Phase II Trial to Evaluate the Efficacy and Safety of HM61713 as the 1st-line NSCLC Anticancer Therapy

A Multicenter, Single-arm, Phase II Exploratory Trial to Evaluate the Efficacy and Safety of HM61713 as the 1st-line Anticancer Agent in NSCLC Patients With EGFR Mutation

A multi-center, single-arm.
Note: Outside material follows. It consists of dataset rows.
#[cfg(test)]
mod tests {
    use super::*;
    use crate::store::keys;
    use async_trait::async_trait;
    use serde_json::{json, Value};
    use std::sync::Mutex;

    /// Scripted page: answers eval calls by JS content and records them
    struct FakePage {
        calls: Mutex<Vec<String>>,
        respond: fn(&str) -> Value,
    }

    impl FakePage {
        fn new(respond: fn(&str) -> Value) -> Arc<Self> {
            Arc::new(Self {
                calls: Mutex::new(Vec::new()),
                respond,
            })
        }

        fn calls(&self) -> Vec<String> {
            self.calls.lock().unwrap().clone()
        }
    }

    #[async_trait]
    impl PageDriver for FakePage {
        async fn goto(&self, _url: &str) -> Result<()> {
            Ok(())
        }

        async fn eval(&self, js: &str) -> Result<Value> {
            self.calls.lock().unwrap().push(js.to_string());
            Ok((self.respond)(js))
        }
    }

    /// A cooperative page: everything succeeds and the token shows up
    fn happy_responder(js: &str) -> Value {
        if js.contains("country-picker") {
            json!("selected")
        } else if js.contains("matchButton") {
            json!("clicked")
        } else if js.contains("span.label") {
            json!("TXN-0123456789ABCDEFGHIJ")
        } else if js.contains("innerText") {
            json!("")
        } else {
            json!(true)
        }
    }

    /// No verify control anywhere, and no form to fall back to
    fn no_submit_responder(js: &str) -> Value {
        if js.contains("country-picker") {
            json!("selected")
        } else if js.contains("matchButton") {
            json!("missing")
        } else if js.contains("requestSubmit") {
            json!(false)
        } else if js.contains("span.label") || js.contains("innerText") {
            json!(Value::Null)
        } else {
            json!(true)
        }
    }

    /// Page that never shows a transaction id
    fn tokenless_responder(js: &str) -> Value {
        if js.contains("span.label") {
            Value::Null
        } else if js.contains("innerText") {
            json!("nothing to see")
        } else if js.contains("country-picker") {
            json!("selected")
        } else if js.contains("matchButton") {
            json!("clicked")
        } else {
            json!(true)
        }
    }

    fn seeded_store(dir: &tempfile::TempDir) -> KvStore {
        KvStore::new(dir.path().join("store.json"))
    }

    fn job(case: u32, value: &str) -> FillJob {
        FillJob {
            run_id: "run_test".to_string(),
            test_case_number: case,
            test_case_value: value.to_string(),
            field_to_test: "PostalCode".to_string(),
            country: "Netherlands".to_string(),
            sandbox_field_key: String::new(),
            sandbox_value: String::new(),
            run_test_transaction: false,
        }
    }

    #[tokio::test]
    async fn fill_reports_extracted_token() {
        let dir = tempfile::tempdir().unwrap();
        let page = FakePage::new(happy_responder);
        let (tx, mut rx) = mpsc::channel(8);
        let handle = spawn(page.clone(), seeded_store(&dir), Pacing::fast(), tx);

        handle.fill_form(job(1, "")).await.unwrap();
        let report = rx.recv().await.unwrap();
        assert_eq!(report.test_case_number, 1);
        assert_eq!(report.transaction_id, "TXN-0123456789ABCDEFGHIJ");
        assert!(report.has_token());
    }

    #[tokio::test]
    async fn explicit_case_value_reaches_the_tested_field() {
        let dir = tempfile::tempdir().unwrap();
        let page = FakePage::new(happy_responder);
        let (tx, mut rx) = mpsc::channel(8);
        let handle = spawn(page.clone(), seeded_store(&dir), Pacing::fast(), tx);

        handle.fill_form(job(2, "BADVALUE")).await.unwrap();
        rx.recv().await.unwrap();

        let postal_fill = page
            .calls()
            .into_iter()
            .find(|js| js.contains("textarea-field-PostalCode"))
            .expect("postal code fill script");
        assert!(postal_fill.contains("\"BADVALUE\""));
    }

    #[tokio::test]
    async fn blank_case_value_submits_generated_data() {
        let dir = tempfile::tempdir().unwrap();
        let store = seeded_store(&dir);
        // pin the generated postal code to a single known value
        let mut values = fields::FieldValues::new();
        values.insert("postalCode".to_string(), vec!["9999ZZ".to_string()]);
        store.set(keys::FIELD_VALUES, &values).await;

        let page = FakePage::new(happy_responder);
        let (tx, mut rx) = mpsc::channel(8);
        let handle = spawn(page.clone(), store, Pacing::fast(), tx);

        handle.fill_form(job(1, "")).await.unwrap();
        rx.recv().await.unwrap();

        let postal_fill = page
            .calls()
            .into_iter()
            .find(|js| js.contains("textarea-field-PostalCode"))
            .expect("postal code fill script");
        assert!(postal_fill.contains("\"9999ZZ\""));
    }

    #[tokio::test]
    async fn missing_submit_reports_sentinel() {
        let dir = tempfile::tempdir().unwrap();
        let page = FakePage::new(no_submit_responder);
        let (tx, mut rx) = mpsc::channel(8);
        let handle = spawn(page.clone(), seeded_store(&dir), Pacing::fast(), tx);

        handle.fill_form(job(3, "x")).await.unwrap();
        let report = rx.recv().await.unwrap();
        assert_eq!(report.transaction_id, NOT_FOUND);
        assert!(!report.has_token());
        // extraction never ran: submit failure short-circuits
        assert!(!page.calls().iter().any(|js| js.contains("span.label")));
    }

    #[tokio::test]
    async fn token_timeout_reports_sentinel() {
        let dir = tempfile::tempdir().unwrap();
        let page = FakePage::new(tokenless_responder);
        let (tx, mut rx) = mpsc::channel(8);
        let handle = spawn(page.clone(), seeded_store(&dir), Pacing::fast(), tx);

        handle.fill_form(job(4, "")).await.unwrap();
        let report = rx.recv().await.unwrap();
        assert_eq!(report.transaction_id, NOT_FOUND);
    }

    #[tokio::test]
    async fn get_transaction_collapses_timeout_to_sentinel() {
        let dir = tempfile::tempdir().unwrap();
        let page = FakePage::new(tokenless_responder);
        let (tx, _rx) = mpsc::channel(8);
        let handle = spawn(page, seeded_store(&dir), Pacing::fast(), tx);

        let got = handle
            .get_transaction(Duration::from_millis(30), Duration::from_millis(10))
            .await;
        assert_eq!(got, NOT_FOUND);
    }

    #[tokio::test]
    async fn get_transaction_returns_live_token() {
        let dir = tempfile::tempdir().unwrap();
        let page = FakePage::new(happy_responder);
        let (tx, _rx) = mpsc::channel(8);
        let handle = spawn(page, seeded_store(&dir), Pacing::fast(), tx);

        let got = handle
            .get_transaction(Duration::from_millis(100), Duration::from_millis(10))
            .await;
        assert_eq!(got, "TXN-0123456789ABCDEFGHIJ");
    }
}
Phase 2 exploratory trial to evaluate the efficacy and safety of HM61713 as the 1st-line anticancer agent in none-small cell lung cancer patients with EGFR mutation

Study Overview

• Status: Completed
• Conditions: Non Small Cell Lung Cancer
• Intervention / Treatment: Drug: HM61713

Detailed Description

HM-EMSI-201 study targets NSCLC patients with EGFR mutations by HM61713 anticancer drug as the first-line therapy.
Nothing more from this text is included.